I recently had the pleasure of being a guest in Ben's lab in California. We briefly discussed his work with Valve and what motivates him to spread his love of science and engineering with the world.
Can you explain a little bit about who you are and what you do? Who is the enigmatic "Ben Krasnow?"
BK: So I'm a mechanical and electrical engineer at Valve and I work on STEAM. I work on Virtual Reality and other hardware at Valve.
Up until 2011, Valve was a software company, but they wanted to transition to creating some hardware components, so they hired me along with other hardware engineers in order to better understand and develop hardware.
I've seen a few of your YOUTUBE videos on your channel, Applied Science ...they're interesting, and some of them actually made me laugh out loud. What inspired you to make this YouTube Channel, and what inspires you to disseminate knowledge to many people?
BK: [Pauses] That is a good question. When you're getting started, there are no subscribers... it's hard to be motivated to make videos daily [if that is your intention]. In the early days it was more of a journal to keep track of stuff I've been doing. And then the channel started growing a bit, and it became a viewership and publication type thing, so I focused on that.
What is the most exciting project you've ever worked on?
BK: That would have to be the scanning electron microscope. [A scanning electron microscope] is a type of microscope that produces images of a sample by scanning it with a focused beam of electrons. The electrons interact with atoms in the sample, producing various signals that can be detected and that contain information about the sample's surface topography and composition. I brought it to Maker Faire to show it off. I worked on it for about 4 months.
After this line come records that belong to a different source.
//! Portfolio report generation.

use chrono::{DateTime, Utc};
use portfolio_core::types::{Position, SettlementRecord};
use portfolio_engine::PortfolioState;
use portfolio_risk::CapitalSummary;
use serde::Serialize;

const HEAVY_RULE: &str = "═══════════════════════════════════════════════════════════════════════════════\n";
const LIGHT_RULE: &str = "───────────────────────────────────────────────────────────────────────────────\n";

/// Point-in-time view of the portfolio.
#[derive(Debug, Clone, Serialize)]
pub struct PortfolioReport {
    pub generated_at: DateTime<Utc>,
    pub capital: CapitalSummary,
    /// Open positions in ticker order
    pub open: Vec<Position>,
    /// Most recent settlements, oldest first
    pub recent: Vec<SettlementRecord>,
    pub settled_count: usize,
    pub wins: usize,
    pub losses: usize,
}

impl PortfolioReport {
    /// Build a report including the last `recent` settlements.
    pub fn from_state(state: &PortfolioState, recent: usize, generated_at: DateTime<Utc>) -> Self {
        let history = state.history();
        Self {
            generated_at,
            capital: state.capital(),
            open: state.open_positions(),
            recent: history.recent(recent).to_vec(),
            settled_count: history.len(),
            wins: history.wins(),
            losses: history.losses(),
        }
    }

    /// Generate a text summary.
    pub fn summary(&self) -> String {
        let mut s = String::new();

        s.push_str(HEAVY_RULE);
        s.push_str(&format!(
            "  PORTFOLIO REPORT  {}\n",
            self.generated_at.format("%Y-%m-%d %H:%M:%S UTC")
        ));
        s.push_str(HEAVY_RULE);
        s.push('\n');

        s.push_str("CAPITAL\n");
        s.push_str(LIGHT_RULE);
        s.push_str(&format!("  Initial Value:       ${:.2}\n", self.capital.initial_value));
        s.push_str(&format!("  Total Value:         ${:.2}\n", self.capital.total_value));
        s.push_str(&format!("  Available Capital:   ${:.2}\n", self.capital.available_capital));
        s.push_str(&format!("  Open Exposure:       ${:.2}\n", self.capital.open_exposure));
        s.push_str(&format!("  Unrealized P/L:      ${:.2}\n", self.capital.unrealized_pl));
        s.push_str(&format!("  Realized P/L:        ${:.2}\n", self.capital.realized_pl));
        s.push('\n');

        s.push_str(&format!("OPEN POSITIONS ({})\n", self.open.len()));
        s.push_str(LIGHT_RULE);
        if self.open.is_empty() {
            s.push_str("  none\n");
        } else {
            s.push_str(&format!(
                "  {:<10} {:<6} {:>11} {:>11} {:>9} {:>11} {:>9} {:>9}\n",
                "Ticker", "Side", "Entry", "Current", "P/L %", "Gain/Loss", "Stop %", "Take %"
            ));
            for p in &self.open {
                s.push_str(&format!(
                    "  {:<10} {:<6} {:>11.5} {:>11.5} {:>9.3} {:>11.2} {:>9.3} {:>9.3}\n",
                    p.ticker(),
                    p.direction().to_string(),
                    p.entry_price(),
                    p.current_price(),
                    p.profit_loss_pct(),
                    p.monetary_gain_loss(),
                    p.stop_loss_pct(),
                    p.take_profit_pct(),
                ));
            }
        }
        s.push('\n');

        s.push_str(&format!(
            "SETTLEMENTS ({} total, {} won, {} lost)\n",
            self.settled_count, self.wins, self.losses
        ));
        s.push_str(LIGHT_RULE);
        if self.recent.is_empty() {
            s.push_str("  none\n");
        } else {
            for r in &self.recent {
                s.push_str(&format!(
                    "  {} {:<10} {:<6} {:>11.5} -> {:>11.5} {:>9.3}% {:>11.2}  {}\n",
                    r.closed_at.format("%Y-%m-%d %H:%M"),
                    r.ticker,
                    r.direction.to_string(),
                    r.entry_price,
                    r.close_price,
                    r.profit_loss_pct,
                    r.monetary_gain_loss,
                    r.action,
                ));
            }
        }
        s.push('\n');

        s.push_str(HEAVY_RULE);
        s
    }

    /// One-line summary for the tick log.
    pub fn headline(&self) -> String {
        format!(
            "value ${:.2}, available ${:.2}, {} open, {} settled",
            self.capital.total_value,
            self.capital.available_capital,
            self.open.len(),
            self.settled_count
        )
    }

    /// Export to JSON.
    pub fn to_json(&self) -> Result<String, serde_json::Error> {
        serde_json::to_string_pretty(self)
    }
}

#[cfg(test)]
mod tests {
    use super::*;
    use chrono::TimeZone;
    use portfolio_core::types::{CloseAction, Direction};
    use portfolio_risk::EngineConfig;
    use rust_decimal_macros::dec;

    fn at(minute: u32) -> DateTime<Utc> {
        Utc.with_ymd_and_hms(2024, 5, 1, 14, minute, 0).unwrap()
    }

    fn sample_state() -> PortfolioState {
        let config = EngineConfig::default();
        let mut state = PortfolioState::new(&config);
        state
            .open("EURUSD", Direction::Long, dec!(1.1), dec!(100), at(0))
            .unwrap();
        state
            .open("GBPUSD", Direction::Short, dec!(1.2), dec!(100), at(0))
            .unwrap();
        state.ledger_mut().refresh_price("GBPUSD", dec!(1.21));
        state.ledger_mut().recompute_all();
        state.close("GBPUSD", CloseAction::StopLoss, at(2)).unwrap();
        state
    }

    #[test]
    fn test_report_summary() {
        let report = PortfolioReport::from_state(&sample_state(), 5, at(2));
        let summary = report.summary();

        assert!(summary.contains("PORTFOLIO REPORT"));
        assert!(summary.contains("OPEN POSITIONS (1)"));
        assert!(summary.contains("EURUSD"));
        assert!(summary.contains("Closed (Stop Loss)"));
        assert!(summary.contains("1 total, 0 won, 1 lost"));
    }

    #[test]
    fn test_report_capital_matches_state() {
        let state = sample_state();
        let report = PortfolioReport::from_state(&state, 5, at(2));

        assert_eq!(report.capital.total_value, state.total_value());
        assert_eq!(report.capital.available_capital, state.available_capital());
        assert!(report.headline().contains("1 open, 1 settled"));
    }

    #[test]
    fn test_report_json() {
        let report = PortfolioReport::from_state(&sample_state(), 5, at(2));
        let json: serde_json::Value = serde_json::from_str(&report.to_json().unwrap()).unwrap();

        assert_eq!(json["settled_count"], 1);
        assert_eq!(json["open"].as_array().unwrap().len(), 1);
    }
}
What was your goal or purpose building it?
BK: I built it and didn't intend for it to be a decent scientific tool. The whole point building it was just to go through the process, and it was possible to built it without a research budget... To show other people they could do it too.
What got you interested in mechanical and electrical engineering?
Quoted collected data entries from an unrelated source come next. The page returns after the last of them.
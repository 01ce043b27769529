//! Error types for the portfolio engine.

use std::path::PathBuf;
use thiserror::Error;

/// Top-level portfolio engine error.
#[derive(Error, Debug)]
pub enum PortfolioError {
    #[error("Configuration error: {0}")]
    Config(String),

    #[error("Ledger error: {0}")]
    Ledger(#[from] LedgerError),

    #[error("Price feed error: {0}")]
    Feed(#[from] FeedError),

    #[error("Signal error: {0}")]
    Signal(#[from] SignalError),

    #[error("Persistence error: {0}")]
    Store(#[from] StoreError),

    #[error("Notification error: {0}")]
    Notify(#[from] NotifyError),

    #[error("IO error: {0}")]
    Io(#[from] std::io::Error),
}

/// Position ledger transition errors.
///
/// These indicate a sequencing bug in the decision layer; a tick that hits one
/// is aborted before anything is persisted.
#[derive(Error, Debug, Clone, PartialEq, Eq)]
pub enum LedgerError {
    #[error("Position already open for {0}")]
    AlreadyOpen(String),

    #[error("No open position for {0}")]
    NotFound(String),
}

/// Price feed errors.
#[derive(Error, Debug)]
pub enum FeedError {
    #[error("Price fetch failed for {ticker}: {reason}")]
    PriceFetchFailed { ticker: String, reason: String },

    #[error("Configuration error: {0}")]
    Configuration(String),
}

impl FeedError {
    pub fn fetch_failed(ticker: &str, reason: impl Into<String>) -> Self {
        FeedError::PriceFetchFailed {
            ticker: ticker.to_string(),
            reason: reason.into(),
        }
    }
}

/// Signal source errors.
#[derive(Error, Debug)]
pub enum SignalError {
    #[error("No signal file found in {0}")]
    NoSignalFile(PathBuf),

    #[error("Parse error: {0}")]
    ParseError(String),

    #[error("Signal source unavailable: {0}")]
    Unavailable(String),
}

/// Persistence errors.
#[derive(Error, Debug)]
pub enum StoreError {
    #[error("Store unavailable: {0}")]
    Unavailable(String),

    #[error("Parse error in {path}: {reason}")]
    ParseError { path: PathBuf, reason: String },

    #[error("Duplicate open position for {0} in snapshot")]
    DuplicatePosition(String),
}

/// Notification sink errors.
#[derive(Error, Debug)]
pub enum NotifyError {
    #[error("Configuration error: {0}")]
    Configuration(String),

    #[error("Delivery failed: {0}")]
    Delivery(String),
}

/// Result type alias for portfolio operations.
pub type PortfolioResult<T> = Result<T, PortfolioError>;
BK: I started off early on, in high school and even prior to that. I really thought programming would be my concentration, but I enjoy building things with my hands more than typing code... I got my degree in mechanical and electrical engineering, with the intention of being a builder more than anything.
Do you have any advice for hackerspaces on how to begin some projects like the ones you've been working on? How to get started, what resources they might find useful?
BK: Ebay is a great source for tools and other resources. And McMaster-Carr is the biggest hardware store ever. If you can't find it there, you really couldn't find it anywhere. Between those two sources, you can get a good start.
What are some good projects for beginners to start on?
BK: The scanning electron microscope. Or a CT scan machine. It's not as difficult as people may think. It requires an X-ray source, but on Ebay they're easy to acquire. Time-wise, it's almost a one-weekend project.
How would you encourage youth to become in hardware hacking and engineering?
BK: Mentoring is always a good thing. If you can find a person who knows more than you do, you should ask them. Hackerspaces are also a good start. Picking a project and figuring out what you'll need to learn as you are going along is a good way of doing it. Unfortunately public education isn't part of the deal.
[Most schools] are too busy teaching the testing curriculum, they only want students to pass the test, there is no room for students to do creative stuff... it's pretty lousy, unfortunately it continues all the way to the University level.
As soon as employers find people coming from hackerspaces are just as capable as students from universities... things might change for the better.
Valve doesn't require anyone to have a degree to work there. [Having a college diploma] doesn't really have a mark on a person's ability to do things. It isn't as great a certification as they once thought it was.